Background: Alzheimer's disease (AD) affects mainly elderly people over 60 years of age. Currently, there are more than 35 million people with this disease worldwide. The enzyme β-secretase is involved in the processing of the amyloid precursor protein and plays a key role in the physiopathology of AD. The action of some acetylcholinesterase inhibitors (AChEI) as β-secretase inhibitors has been reported.
Objective: The aim of this study was to highlight the modes of the binding of acetylcholinesterase ligands onto the active site of the β-secretase enzyme.
Methods: Molecular dynamics and docking were used in order to identify pivotal interactions that favor the inhibitory activity and provide a rational basis for planning novel β-secretase inhibitors. Additionally, density functional theory (DFT) was used to provide accurate energy values for the complexes. A mechanistic study of the amide hydrolysis was also performed at the M06/6-31G(d) basis set.

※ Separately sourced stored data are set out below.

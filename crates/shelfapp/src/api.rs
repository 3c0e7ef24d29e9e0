//! # API Facade
//!
//! [`ShelfApi`] is the single entry point for callers (the CLI, or a web
//! layer). It owns the storage layout, both ledgers and the archive engine,
//! and dispatches to the [`commands`] for the actual work.
//!
//! ## Role and Responsibilities
//!
//! - Build every component once, in [`ShelfApi::open`]. There are no global
//!   singletons; the caller holds the handle (behind an `Arc` if shared).
//! - Confine caller paths to the storage root before anything else sees them.
//! - Return structured data, never formatted text.
//!
//! ## Generic Over Backends
//!
//! `ShelfApi<T, S>` is generic over the trash and share record backends:
//! production uses [`JsonFileBackend`] for both, tests can plug in
//! [`MemBackend`](crate::store::MemBackend) through [`ShelfApi::from_parts`].

use crate::archive::{ArchiveEngine, JobId, JobStatus};
use crate::commands::{self, BatchOutcome};
use crate::commands::files::{Category, FileEntry, Transfer};
use crate::commands::share::{Download, ShareTarget};
use crate::config::ShelfConfig;
use crate::error::{Result, ShelfError};
use crate::ledger::{ShareLedger, TrashLedger};
use crate::model::{ShareEntry, ShareRecord, TrashEntry, TrashRecord};
use crate::paths::StorageLayout;
use crate::size::{self, DiskUsage};
use crate::store::{JsonFileBackend, RecordBackend};
use std::io::{Read, Write};
use std::path::PathBuf;
use std::time::Duration;

pub struct ShelfApi<T = JsonFileBackend, S = JsonFileBackend> {
    layout: StorageLayout,
    trash: TrashLedger<T>,
    shares: ShareLedger<S>,
    engine: ArchiveEngine,
}

impl ShelfApi {
    /// Create missing directories, load both ledgers and start the archive
    /// workers.
    pub fn open(config: &ShelfConfig) -> Result<Self> {
        let layout = config.layout();
        layout.ensure()?;

        let trash = TrashLedger::open(
            JsonFileBackend::new(layout.trash_metadata()),
            layout.root.clone(),
        );
        let shares = ShareLedger::open(
            JsonFileBackend::new(layout.share_metadata()),
            layout.root.clone(),
        );
        let engine = ArchiveEngine::start(config.archive.clone(), layout.root.clone())?;

        tracing::debug!(
            root = %layout.root.display(),
            trash = trash.store().len(),
            shares = shares.store().len(),
            "Opened shelf"
        );
        Ok(Self::from_parts(layout, trash, shares, engine))
    }
}

impl<T, S> ShelfApi<T, S>
where
    T: RecordBackend<TrashRecord>,
    S: RecordBackend<ShareRecord>,
{
    pub fn from_parts(
        layout: StorageLayout,
        trash: TrashLedger<T>,
        shares: ShareLedger<S>,
        engine: ArchiveEngine,
    ) -> Self {
        Self {
            layout,
            trash,
            shares,
            engine,
        }
    }

    pub fn layout(&self) -> &StorageLayout {
        &self.layout
    }

    // --- files ---

    pub fn list_dir(&self, rel: &str) -> Result<Vec<FileEntry>> {
        commands::files::list_dir(&self.layout, rel)
    }

    pub fn list_category(&self, category: Category) -> Vec<FileEntry> {
        commands::files::list_category(&self.layout, category)
    }

    pub fn mkdir(&self, parent: &str, name: &str) -> Result<String> {
        commands::files::mkdir(&self.layout, parent, name)
    }

    pub fn rename(&self, rel: &str, new_name: &str) -> Result<String> {
        commands::files::rename(&self.layout, rel, new_name)
    }

    pub fn transfer<P: AsRef<str>>(&self, mode: Transfer, paths: &[P], dest: &str) -> Result<BatchOutcome> {
        commands::files::transfer(&self.layout, mode, paths, dest)
    }

    /// Import `content` as `dest_dir/name`.
    pub fn put_file<R: Read + ?Sized>(&self, dest_dir: &str, name: &str, content: &mut R) -> Result<String> {
        commands::files::put(&self.layout, dest_dir, name, content)
    }

    pub fn read_file<W: Write + ?Sized>(&self, rel: &str, out: &mut W) -> Result<u64> {
        commands::files::read(&self.layout, rel, out)
    }

    // --- trash ---

    pub fn soft_delete<P: AsRef<str>>(&self, paths: &[P]) -> BatchOutcome {
        commands::trash::soft_delete(&self.layout, &self.trash, paths)
    }

    pub fn trash_list(&self) -> Vec<TrashEntry> {
        self.trash.list()
    }

    pub fn restore<I: AsRef<str>>(&self, ids: &[I]) -> BatchOutcome {
        commands::trash::restore(&self.layout, &self.trash, ids)
    }

    pub fn purge<I: AsRef<str>>(&self, ids: &[I]) -> BatchOutcome {
        commands::trash::purge(&self.layout, &self.trash, ids)
    }

    pub fn empty_trash(&self) -> BatchOutcome {
        commands::trash::empty(&self.layout, &self.trash)
    }

    pub fn trash(&self) -> &TrashLedger<T> {
        &self.trash
    }

    // --- shares ---

    pub fn create_shares<P: AsRef<str>>(&self, paths: &[P]) -> BatchOutcome {
        commands::share::create_links(&self.layout, &self.shares, paths)
    }

    pub fn share_list(&self) -> Vec<ShareEntry> {
        self.shares.list()
    }

    pub fn cancel_share(&self, id: &str) -> Result<bool> {
        self.shares.cancel(id)
    }

    pub fn resolve_share(&self, id: &str) -> Option<ShareRecord> {
        self.shares.resolve(id)
    }

    pub fn open_share(&self, id: &str) -> ShareTarget {
        commands::share::open(&self.layout, &self.shares, id)
    }

    pub fn download_share<W: Write + ?Sized>(&self, id: &str, out: &mut W) -> Result<Download> {
        commands::share::download(&self.layout, &self.shares, id, out)
    }

    pub fn shares(&self) -> &ShareLedger<S> {
        &self.shares
    }

    // --- archives ---

    /// Queue an archive of the given root-relative paths.
    ///
    /// Every path is confined before submission, so one bad path (or the
    /// root itself) rejects the whole request. Paths that merely do not
    /// exist are left to the worker, which skips them.
    pub fn submit_archive<P: AsRef<str>>(&self, paths: &[P]) -> Result<JobId> {
        let resolved = paths
            .iter()
            .map(|p| {
                let (abs, clean) = self.layout.locate(p.as_ref())?;
                if clean.is_empty() {
                    return Err(ShelfError::InvalidPath(
                        "cannot archive the storage root itself".to_string(),
                    ));
                }
                Ok(abs)
            })
            .collect::<Result<Vec<PathBuf>>>()?;
        self.engine.submit(resolved)
    }

    pub fn job_status(&self, id: &JobId) -> Result<JobStatus> {
        self.engine.status(id)
    }

    pub fn wait_job(&self, id: &JobId, timeout: Duration) -> Result<JobStatus> {
        self.engine.wait(id, timeout)
    }

    // --- misc ---

    pub fn usage(&self) -> DiskUsage {
        size::usage(&self.layout.root)
    }

    /// Stop the archive engine after queued jobs finish.
    pub fn shutdown(&self) {
        self.engine.shutdown();
    }
}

Results: Of the 100 AChE inhibitors, 10 were able to interact with Asp32 and/or Asp228 residues from the enzyme BACE-1, suggesting that these could act as multi-target compounds. These inhibitors were selected for DFT studies in order to provide more accurate energy values. Interestingly, the range of energy values (-27.01 to -8.64 kJ mol-1) obtained was in agreement with the anti-AChE activity. The results obtained in the mechanistic study of compound 93 using DFT are in agreement with theoretical studies described in the literature.
Conclusion: The results reported in this study will advance our understanding of the influence of the distinct chemical structures of inhibitors at the active site and aid the development of new virtual screening protocols to design novel AChE multi-target inhibitors.